Los textos recogidos en Estoy poeta (o diferentes maneras de estar sobre la tierra) (2015), junto con los inéditos que la antología ofrece, abundan en las temáticas hasta este momento señaladas, con la incorporación de nuevos matices sobre la figura de la madre o del padre, de la capacidad de nombrar en ese texto tan significativo que cierra con el verso “Yo sólo soy herida que habla”, la aparición de las bosquihembras o, nuevamente, la presencia de las antepasadas y ese último texto, fundamental además para celebrar estas Voces del Extremo en Tenerife.

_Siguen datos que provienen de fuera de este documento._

/// Human-readable note for a closing difference
pub fn closing_note(difference: Decimal) -> String {
    if difference.is_zero() {
        "balanced".to_string()
    } else if difference > Decimal::ZERO {
        format!("surplus of {}", difference)
    } else {
        format!("shortage of {}", difference.abs())
    }
}

impl CashDrawer {
    /// Builds a freshly opened drawer
    pub fn opened(
        tenant_id: Uuid,
        number: i32,
        opening_amount: Decimal,
        opened_by: Option<Uuid>,
        now: DateTime<Utc>,
    ) -> Self {
        CashDrawer {
            id: Uuid::new_v4(),
            tenant_id,
            number,
            opened_at: now,
            opened_by,
            opening_amount,
            closed_at: None,
            closed_by: None,
            closing_amount: None,
            closing_difference: None,
            closing_note: None,
            total_in: Decimal::ZERO,
            total_out: Decimal::ZERO,
            status: DrawerStatus::Open,
            movements: Vec::new(),
        }
    }

    /// Opening amount plus inflows minus outflows
    pub fn expected_balance(&self) -> Decimal {
        self.opening_amount + self.total_in - self.total_out
    }

    pub fn is_open(&self) -> bool {
        self.status == DrawerStatus::Open
    }

    /// Fails with a conflict unless the drawer is open
    pub fn ensure_open(&self) -> BillingResult<()> {
        if self.is_open() {
            Ok(())
        } else {
            Err(BillingError::conflict(format!(
                "Cash drawer #{} is closed",
                self.number
            )))
        }
    }

    /// Checks whether a movement may be posted
    ///
    /// # Errors
    ///
    /// - Conflict if the drawer is closed
    /// - Validation if the movement is malformed
    /// - Conflict if a guarded outflow exceeds the expected balance
    pub fn admit(&self, movement: &NewMovement, guard: BalanceGuard) -> BillingResult<()> {
        self.ensure_open()?;
        movement.validate()?;

        if guard == BalanceGuard::NotBelowZero
            && movement.kind == MovementKind::Out
            && movement.amount > self.expected_balance()
        {
            return Err(BillingError::conflict(format!(
                "Withdrawal of {} exceeds the drawer balance of {}",
                movement.amount,
                self.expected_balance()
            )));
        }

        Ok(())
    }

    /// Appends an admitted movement and updates the running totals
    pub fn record(&mut self, movement: Movement) {
        match movement.kind {
            MovementKind::In => self.total_in += movement.amount,
            MovementKind::Out => self.total_out += movement.amount,
        }
        self.movements.push(movement);
    }

    /// Reverses the totals effect of a movement that was removed from storage
    pub fn reverse(&mut self, movement: &Movement) {
        match movement.kind {
            MovementKind::In => self.total_in -= movement.amount,
            MovementKind::Out => self.total_out -= movement.amount,
        }
        self.movements.retain(|m| m.id != movement.id);
    }

    /// Removes a movement from a loaded, open drawer
    ///
    /// # Errors
    ///
    /// - Conflict if the drawer is closed
    /// - NotFound if the movement is not part of the drawer
    pub fn unrecord(&mut self, movement_id: Uuid) -> BillingResult<Movement> {
        self.ensure_open()?;

        let movement = self
            .movements
            .iter()
            .find(|m| m.id == movement_id)
            .cloned()
            .ok_or_else(|| BillingError::not_found("Movement"))?;

        self.reverse(&movement);
        Ok(movement)
    }

    /// Closes the drawer with the counted amount
    ///
    /// # Errors
    ///
    /// - Conflict if the drawer is already closed
    /// - Validation if the counted amount is negative
    pub fn close(
        &mut self,
        closing_amount: Decimal,
        closed_by: Option<Uuid>,
        now: DateTime<Utc>,
    ) -> BillingResult<ClosingSummary> {
        if !self.is_open() {
            return Err(BillingError::conflict(format!(
                "Cash drawer #{} is already closed",
                self.number
            )));
        }
        if closing_amount < Decimal::ZERO {
            return Err(BillingError::validation("closing_amount", "cannot be negative"));
        }

        let expected_balance = self.expected_balance();
        let difference = closing_amount - expected_balance;
        let note = closing_note(difference);

        self.status = DrawerStatus::Closed;
        self.closed_at = Some(now);
        self.closed_by = closed_by;
        self.closing_amount = Some(closing_amount);
        self.closing_difference = Some(difference);
        self.closing_note = Some(note.clone());

        Ok(ClosingSummary {
            expected_balance,
            closing_amount,
            difference,
            note,
        })
    }

    /// Builds the drawer report from the loaded movements
    pub fn report(&self) -> DrawerReport {
        let mut inflows_by_method: BTreeMap<PaymentMethod, Decimal> = BTreeMap::new();
        let mut outflows_by_category: BTreeMap<String, Decimal> = BTreeMap::new();

        for movement in &self.movements {
            match movement.kind {
                MovementKind::In => {
                    *inflows_by_method.entry(movement.payment_method).or_default() += movement.amount;
                }
                MovementKind::Out => {
                    *outflows_by_category.entry(movement.category.clone()).or_default() +=
                        movement.amount;
                }
            }
        }

        DrawerReport {
            drawer_id: self.id,
            number: self.number,
            status: self.status,
            opening_amount: self.opening_amount,
            total_in: self.total_in,
            total_out: self.total_out,
            expected_balance: self.expected_balance(),
            closing_amount: self.closing_amount,
            closing_difference: self.closing_difference,
            movement_count: self.movements.len(),
            inflows_by_method,
            outflows_by_category,
        }
    }

    /// Next sequential drawer number for a tenant
    pub async fn next_number<'e, E>(executor: E, tenant_id: Uuid) -> Result<i32, sqlx::Error>
    where
        E: PgExecutor<'e>,
    {
        sqlx::query_scalar::<_, i32>(
            "SELECT COALESCE(MAX(number), 0) + 1 FROM cash_drawers WHERE tenant_id = $1",
        )
        .bind(tenant_id)
        .fetch_one(executor)
        .await
    }

    /// Inserts a drawer built with [`CashDrawer::opened`]
    ///
    /// # Errors
    ///
    /// A unique violation means another drawer is already open for the tenant
    /// (or the number was taken concurrently).
    pub async fn insert<'e, E>(executor: E, drawer: &CashDrawer) -> Result<Self, sqlx::Error>
    where
        E: PgExecutor<'e>,
    {
        sqlx::query_as::<_, CashDrawer>(
            r#"
            INSERT INTO cash_drawers (id, tenant_id, number, opened_at, opened_by, opening_amount,
                                      total_in, total_out, status)
            VALUES ($1, $2, $3, $4, $5, $6, 0, 0, 'open')
            RETURNING id, tenant_id, number, opened_at, opened_by, opening_amount, closed_at,
                      closed_by, closing_amount, closing_difference, closing_note, total_in,
                      total_out, status
            "#,
        )
        .bind(drawer.id)
        .bind(drawer.tenant_id)
        .bind(drawer.number)
        .bind(drawer.opened_at)
        .bind(drawer.opened_by)
        .bind(drawer.opening_amount)
        .fetch_one(executor)
        .await
    }

    /// Finds the tenant's open drawer (movements not loaded)
    pub async fn find_open<'e, E>(executor: E, tenant_id: Uuid) -> Result<Option<Self>, sqlx::Error>
    where
        E: PgExecutor<'e>,
    {
        sqlx::query_as::<_, CashDrawer>(
            r#"
            SELECT id, tenant_id, number, opened_at, opened_by, opening_amount, closed_at,
                   closed_by, closing_amount, closing_difference, closing_note, total_in,
                   total_out, status
            FROM cash_drawers
            WHERE tenant_id = $1 AND status = 'open'
            "#,
        )
        .bind(tenant_id)
        .fetch_optional(executor)
        .await
    }

    /// Finds and row-locks the tenant's open drawer
    ///
    /// Must run inside a transaction.
    pub async fn lock_open<'e, E>(executor: E, tenant_id: Uuid) -> Result<Option<Self>, sqlx::Error>
    where
        E: PgExecutor<'e>,
    {
        sqlx::query_as::<_, CashDrawer>(
            r#"
            SELECT id, tenant_id, number, opened_at, opened_by, opening_amount, closed_at,
                   closed_by, closing_amount, closing_difference, closing_note, total_in,
                   total_out, status
            FROM cash_drawers
            WHERE tenant_id = $1 AND status = 'open'
            FOR UPDATE
            "#,
        )
        .bind(tenant_id)
        .fetch_optional(executor)
        .await
    }

    /// Finds a drawer by ID with tenant isolation (movements not loaded)
    pub async fn find_by_id_and_tenant<'e, E>(
        executor: E,
        id: Uuid,
        tenant_id: Uuid,
    ) -> Result<Option<Self>, sqlx::Error>
    where
        E: PgExecutor<'e>,
    {
        sqlx::query_as::<_, CashDrawer>(
            r#"
            SELECT id, tenant_id, number, opened_at, opened_by, opening_amount, closed_at,
                   closed_by, closing_amount, closing_difference, closing_note, total_in,
                   total_out, status
            FROM cash_drawers
            WHERE id = $1 AND tenant_id = $2
            "#,
        )
        .bind(id)
        .bind(tenant_id)
        .fetch_optional(executor)
        .await
    }

    /// Row-locks a drawer by ID with tenant isolation
    pub async fn lock<'e, E>(executor: E, id: Uuid, tenant_id: Uuid) -> Result<Option<Self>, sqlx::Error>
    where
        E: PgExecutor<'e>,
    {
        sqlx::query_as::<_, CashDrawer>(
            r#"
            SELECT id, tenant_id, number, opened_at, opened_by, opening_amount, closed_at,
                   closed_by, closing_amount, closing_difference, closing_note, total_in,
                   total_out, status
            FROM cash_drawers
            WHERE id = $1 AND tenant_id = $2
            FOR UPDATE
            "#,
        )
        .bind(id)
        .bind(tenant_id)
        .fetch_optional(executor)
        .await
    }

    /// Writes the running totals
    pub async fn save_totals<'e, E>(&self, executor: E) -> Result<(), sqlx::Error>
    where
        E: PgExecutor<'e>,
    {
        sqlx::query("UPDATE cash_drawers SET total_in = $2, total_out = $3 WHERE id = $1")
            .bind(self.id)
            .bind(self.total_in)
            .bind(self.total_out)
            .execute(executor)
            .await?;
        Ok(())
    }

    /// Writes the closing fields
    pub async fn save_closing<'e, E>(&self, executor: E) -> Result<(), sqlx::Error>
    where
        E: PgExecutor<'e>,
    {
        sqlx::query(
            r#"
            UPDATE cash_drawers
            SET status = $2, closed_at = $3, closed_by = $4, closing_amount = $5,
                closing_difference = $6, closing_note = $7
            WHERE id = $1
            "#,
        )
        .bind(self.id)
        .bind(self.status)
        .bind(self.closed_at)
        .bind(self.closed_by)
        .bind(self.closing_amount)
        .bind(self.closing_difference)
        .bind(&self.closing_note)
        .execute(executor)
        .await?;
        Ok(())
    }
}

Dice así: “Lejos de la excelencia y de la moda, / de los cánones aburridos y tristes, / escribo en sus márgenes / desvergonzadas verdades que recojo / en los bazares del pueblo, / en los lugares donde la gente se desnuda / borracha de injusticia y de asco / hasta dejarse las vergüenzas al aire. / Porque escribir me salva”.
Acercarse a la poesía de Begoña Abad es una experiencia inagotable de belleza y de sentido que nos recuerda aquellas palabras de María Zambrano: “Una palabra de verdad que por lo mismo no puede ser ni enteramente entendida ni olvidada. Una palabra para ser consumida sin que se desgaste. Y que si parte hacia arriba no se pierde de vista, y si huye hacia el confín del horizonte no se desvanece ni anega. Y que si desciende hasta esconderse entre la tierra sigue allí latiendo, como semilla. Pues que fija, quieta, no se queda, que si así quedara se quedaría muda. No es palabra que se agite en lo que dice, dice con su aleteo y todo lo que tiene ala, alas, se va, aunque no para siempre, que puede volver de la misma manera o de otra, sin dejar de ser la misma”. Así la poesía de Begoña cuando vuela, cuando se agita, cuando se acerca o cuando llena de sol la madrugada.